ESA and the Sustainable Development Goals
The European Space Agency demonstrates its commitment to the United Nations Sustainable Development Goals through the activities promoted by its ten directorates. Satellite data and space applications, as well as space technologies, play a major role in addressing issues ranging from health care and education through to climate change and human migration. ESA’s multifaceted technical expertise can provide policy makers, aid organisations and private companies with the necessary tools to support economic growth, social development and environmental protection.
ESA has promoted and reported on sustainable development since 2008, producing the Corporate Responsibility and Sustainability Report every two years to focus on the environmental and social impact the agency has across a wide range of areas. Since the adoption of the United Nations 17 Sustainable Development Goals in September 2015, ESA has developed and maintained a comprehensive database of activities in pursuit of them. The database includes hundreds of examples of space applications, satellite programmes, technologies, data and services that are helping to make Earth a better place. The ‘toolbox’ enables users to access specific information on sustainable development and to join forces through an online platform.
All of the agency’s directorates contribute to sustainable development in some way and target multiple SDGs. ESA focuses on long-term technology development and aims to maintain the viability of Europe’s space industry through continuous innovation (SDG 9) and responsible production methods (SDG 12). Its activities in this area range from air biofiltration, car thermal protection shields, heat pipes for electronics, and camera tracking for precision automobile assembly. One such project is the Micro-Ecological Life Support System Alternative (MELiSSA), which aims to convert organic waste and carbon dioxide into oxygen, water and food by using light to promote biological photosynthesis. MELiSSA, which targets nine SDGs, may one day help humans to live self-sufficiently in space, while improving the living conditions of people on Earth through the provision of food (SDG2) and clean water (SDG6).
Exploring the cosmos for the benefit of humanity is another key component of ESA’s vision. The agency focuses on three main destinations — low-Earth orbit, the Moon and Mars — through projects that have dual benefits on Earth and in space. These include health-related experiments on the International Space Station, the development of off-grid energy systems (SDG7), and the recycling of ‘grey’ water previously used for washing or food preparation. The Concordia project, which is conducted at the French-Italian base in Antarctica and addresses several SDGs, studies how the human body copes with stress and isolation in extreme environments, offering parallels to spaceflight and the potential hazards of living on another planet.
Satellite telecommunications and space-based applications for use on Earth are core to ESA’s activities. Benefiting health (SDG3), education and gender equality (SDG4 and 5), agriculture (SDG2 and 15), and the environment (SDG13), these projects contribute to monitoring European air quality, developing telemedicine and tele-education systems, assessing future crop yield, managing aviation safety, and assisting with disaster relief. One prime example is the Integrated Coastal Water Monitoring for the Mediterranean Sea (ICWM for MED) project for the Mediterranean Sea, aiming to improve coastal surveillance and water-quality monitoring by integrating Earth-observation products, satellite communications and navigation solutions.

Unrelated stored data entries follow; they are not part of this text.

#[cfg(test)]
mod tests {
    use super::*;
    use crate::auth::MemoryTokenStore;
    use async_trait::async_trait;
    use reqwest::header::HeaderMap;
    use std::sync::atomic::{AtomicUsize, Ordering};
    use std::time::Duration;

    /// Issues `access-N`/`refresh-N` sets, counting calls
    struct CountingRefresher {
        calls: AtomicUsize,
        delay: Duration,
        reject: bool,
        /// Calls answered with a 503 before the endpoint recovers
        outages: usize,
    }

    impl CountingRefresher {
        fn new() -> Self {
            Self {
                calls: AtomicUsize::new(0),
                delay: Duration::ZERO,
                reject: false,
                outages: 0,
            }
        }
    }

    #[async_trait]
    impl TokenRefresher for CountingRefresher {
        async fn refresh(&self, _refresh_token: &str) -> Result<TokenSet> {
            let n = self.calls.fetch_add(1, Ordering::SeqCst) + 1;
            tokio::time::sleep(self.delay).await;
            if self.reject {
                return Err(CoursemologyError::session_expired("invalid_grant"));
            }
            if n <= self.outages {
                return Err(CoursemologyError::api(
                    503,
                    "POST",
                    "https://auth.coursemology.test/token",
                    "busy",
                    None,
                ));
            }
            Ok(TokenSet::new(
                format!("access-{n}"),
                format!("refresh-{n}"),
                SystemTime::now() + Duration::from_secs(300),
            ))
        }
    }

    /// Answers 401 for tokens in `revoked`, 200 otherwise; records tokens seen
    #[derive(Default)]
    struct ScriptedDispatcher {
        revoked: Vec<String>,
        seen: std::sync::Mutex<Vec<String>>,
    }

    #[async_trait]
    impl Dispatcher for ScriptedDispatcher {
        async fn dispatch(&self, _request: &ApiRequest, access_token: &str) -> Result<ApiResponse> {
            self.seen.lock().unwrap().push(access_token.to_string());
            let status = if self.revoked.iter().any(|t| t == access_token) {
                401
            } else {
                200
            };
            Ok(ApiResponse::new(status, HeaderMap::new(), Vec::new()))
        }

        fn url_for(&self, path: &str) -> String {
            format!("https://coursemology.test/{path}")
        }
    }

    fn store_with(access: &str, expires_in: Duration, expired: bool) -> Arc<dyn TokenStore> {
        let now = SystemTime::now();
        let expires_at = if expired { now - expires_in } else { now + expires_in };
        let store = MemoryTokenStore::new();
        store.set(TokenSet::new(access, "refresh-0", expires_at));
        Arc::new(store)
    }

    #[tokio::test]
    async fn test_not_authenticated_without_tokens() {
        let refresher = Arc::new(CountingRefresher::new());
        let guard = RefreshGuard::new(
            ScriptedDispatcher::default(),
            Arc::new(MemoryTokenStore::new()),
            refresher.clone(),
        );

        let err = guard.send(&ApiRequest::get("/courses")).await.unwrap_err();
        assert!(matches!(err, CoursemologyError::NotAuthenticated));
        assert_eq!(refresher.calls.load(Ordering::SeqCst), 0);
        assert!(guard.dispatcher().seen.lock().unwrap().is_empty());
    }

    #[tokio::test]
    async fn test_valid_token_dispatched_without_refresh() {
        let refresher = Arc::new(CountingRefresher::new());
        let store = store_with("access-0", Duration::from_secs(3600), false);
        let guard = RefreshGuard::new(ScriptedDispatcher::default(), store, refresher.clone());

        let response = guard.send(&ApiRequest::get("/courses")).await.unwrap();
        assert_eq!(response.status, 200);
        assert_eq!(refresher.calls.load(Ordering::SeqCst), 0);
        assert_eq!(*guard.dispatcher().seen.lock().unwrap(), vec!["access-0"]);
    }

    #[tokio::test]
    async fn test_token_inside_margin_is_refreshed() {
        let refresher = Arc::new(CountingRefresher::new());
        // Expires in 30s, margin is 60s
        let store = store_with("access-0", Duration::from_secs(30), false);
        let guard = RefreshGuard::new(ScriptedDispatcher::default(), store, refresher.clone());

        guard.send(&ApiRequest::get("/courses")).await.unwrap();
        assert_eq!(refresher.calls.load(Ordering::SeqCst), 1);
        assert_eq!(*guard.dispatcher().seen.lock().unwrap(), vec!["access-1"]);
    }

    #[tokio::test]
    async fn test_expired_token_refreshed_once_before_dispatch() {
        let refresher = Arc::new(CountingRefresher::new());
        let store = store_with("access-0", Duration::from_secs(10), true);
        let guard = RefreshGuard::new(
            ScriptedDispatcher::default(),
            Arc::clone(&store),
            refresher.clone(),
        );

        guard.send(&ApiRequest::get("/courses")).await.unwrap();

        assert_eq!(refresher.calls.load(Ordering::SeqCst), 1);
        assert_eq!(*guard.dispatcher().seen.lock().unwrap(), vec!["access-1"]);
        let tokens = store.get().unwrap();
        assert_eq!(tokens.access_token, "access-1");
        assert_eq!(tokens.refresh_token, "refresh-1");
        assert!(tokens.expires_at > SystemTime::now());
    }

    #[tokio::test]
    async fn test_rejected_refresh_leaves_store_unchanged() {
        let refresher = Arc::new(CountingRefresher {
            reject: true,
            ..CountingRefresher::new()
        });
        let store = store_with("access-0", Duration::from_secs(10), true);
        let before = store.get().unwrap();
        let guard = RefreshGuard::new(
            ScriptedDispatcher::default(),
            Arc::clone(&store),
            refresher.clone(),
        );

        let err = guard.send(&ApiRequest::get("/courses")).await.unwrap_err();
        assert!(matches!(err, CoursemologyError::SessionExpired(_)));
        assert_eq!(store.get().unwrap(), before);
        assert!(guard.dispatcher().seen.lock().unwrap().is_empty());

        // The same refresh token is not sent again
        let err = guard.send(&ApiRequest::get("/courses")).await.unwrap_err();
        assert!(matches!(err, CoursemologyError::SessionExpired(_)));
        assert_eq!(refresher.calls.load(Ordering::SeqCst), 1);
    }

    #[tokio::test]
    async fn test_token_endpoint_outage_does_not_burn_refresh_token() {
        let refresher = Arc::new(CountingRefresher {
            outages: 1,
            ..CountingRefresher::new()
        });
        let store = store_with("access-0", Duration::from_secs(10), true);
        let before = store.get().unwrap();
        let guard = RefreshGuard::new(
            ScriptedDispatcher::default(),
            Arc::clone(&store),
            refresher.clone(),
        );

        let err = guard.send(&ApiRequest::get("/courses")).await.unwrap_err();
        assert!(err.is_server_error(), "{err:?}");
        assert!(!err.is_auth_failure());
        assert_eq!(store.get().unwrap(), before);

        // Once the endpoint is back the same refresh token is tried again
        let response = guard.send(&ApiRequest::get("/courses")).await.unwrap();
        assert_eq!(response.status, 200);
        assert_eq!(refresher.calls.load(Ordering::SeqCst), 2);
        assert_eq!(store.get().unwrap().access_token, "access-2");
    }

    #[tokio::test]
    async fn test_unauthorized_retried_once_with_new_token() {
        let refresher = Arc::new(CountingRefresher::new());
        let store = store_with("access-0", Duration::from_secs(3600), false);
        let dispatcher = ScriptedDispatcher {
            revoked: vec!["access-0".to_string()],
            ..Default::default()
        };
        let guard = RefreshGuard::new(dispatcher, store, refresher.clone());

        let response = guard.send(&ApiRequest::get("/courses")).await.unwrap();
        assert_eq!(response.status, 200);
        assert_eq!(refresher.calls.load(Ordering::SeqCst), 1);
        assert_eq!(
            *guard.dispatcher().seen.lock().unwrap(),
            vec!["access-0", "access-1"]
        );
    }

    #[tokio::test]
    async fn test_second_unauthorized_is_session_expired() {
        let refresher = Arc::new(CountingRefresher::new());
        let store = store_with("access-0", Duration::from_secs(3600), false);
        let dispatcher = ScriptedDispatcher {
            revoked: vec!["access-0".to_string(), "access-1".to_string()],
            ..Default::default()
        };
        let guard = RefreshGuard::new(dispatcher, store, refresher.clone());

        let err = guard.send(&ApiRequest::get("/courses")).await.unwrap_err();
        assert!(matches!(err, CoursemologyError::SessionExpired(_)));
        // Exactly two attempts, one refresh
        assert_eq!(guard.dispatcher().seen.lock().unwrap().len(), 2);
        assert_eq!(refresher.calls.load(Ordering::SeqCst), 1);
    }

    #[tokio::test]
    async fn test_request_errors_propagate_unchanged() {
        let refresher = Arc::new(CountingRefresher::new());
        let store = store_with("access-0", Duration::from_secs(3600), false);
        let guard = RefreshGuard::new(ScriptedDispatcher::default(), store, refresher.clone());

        let err = guard
            .with_fresh_token(|_token| async {
                Err(CoursemologyError::invalid_response("connection reset"))
            })
            .await
            .unwrap_err();
        assert!(matches!(err, CoursemologyError::InvalidResponse(_)));
        assert_eq!(refresher.calls.load(Ordering::SeqCst), 0);
    }

    #[tokio::test]
    async fn test_concurrent_callers_share_one_refresh() {
        let refresher = Arc::new(CountingRefresher {
            delay: Duration::from_millis(50),
            ..CountingRefresher::new()
        });
        let store = store_with("access-0", Duration::from_secs(10), true);
        let guard = Arc::new(RefreshGuard::new(
            ScriptedDispatcher::default(),
            Arc::clone(&store),
            refresher.clone(),
        ));

        let mut tasks = tokio::task::JoinSet::new();
        for _ in 0..16 {
            let guard = Arc::clone(&guard);
            tasks.spawn(async move { guard.send(&ApiRequest::get("/courses")).await });
        }
        while let Some(result) = tasks.join_next().await {
            assert_eq!(result.unwrap().unwrap().status, 200);
        }

        assert_eq!(refresher.calls.load(Ordering::SeqCst), 1);
        let seen = guard.dispatcher().seen.lock().unwrap().clone();
        assert_eq!(seen.len(), 16);
        assert!(seen.iter().all(|t| t == "access-1"));
    }

    #[tokio::test]
    async fn test_cancelled_refresh_leaves_store_unchanged() {
        let refresher = Arc::new(CountingRefresher {
            delay: Duration::from_secs(10),
            ..CountingRefresher::new()
        });
        let store = store_with("access-0", Duration::from_secs(10), true);
        let before = store.get().unwrap();
        let guard = RefreshGuard::new(
            ScriptedDispatcher::default(),
            Arc::clone(&store),
            refresher.clone(),
        );

        let outcome = tokio::time::timeout(
            Duration::from_millis(20),
            guard.send(&ApiRequest::get("/courses")),
        )
        .await;
        assert!(outcome.is_err());
        assert_eq!(store.get().unwrap(), before);

        // The lock was released with the cancelled future
        assert!(guard.refresh_lock.try_lock().is_ok());
    }
}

Earth observation data and services allow scientists to monitor the air, seas and land, while providing the basis for accurate weather reports and supplying relief agencies with information when disasters strike. ESA develops and operates the Sentinel satellites in partnership with the European Commission under the Copernicus programme, as well as the Earth Explorer missions, which form the science and research element of ESA’s Living Planet programme. These projects focus on agriculture and rural development, coastal monitoring, food security and forestry information, as well as Thematic Exploitation Platforms (TEPs) that serve users interested in topics such as hydrology, geohazards and urban development. In so doing, ESA addresses many SDGs including zero hunger, clean water and sanitation, climate action and sustainable cities, among others.
Other projects include Clean Space to ease the environmental impact of space activities; the Galileo Global Navigation Satellite System of 24 satellites, addressing six SDGs; the Gaia satellite which will contribute to hunting near-Earth objects, safeguarding human life on our planet (three SDGs); and Space Girls Space Women to inspire future generations of women in the space industry through education (SDG4) and promoting gender equality (SDG5).
Sustainable development requires a collective commitment to social and environmental progress. By harnessing the broad expertise of its directorates, ESA is providing a concerted response to the global challenges of poverty, hunger, social inequality and climate change. The agency’s advancements in space deliver unique solutions to problems here on Earth.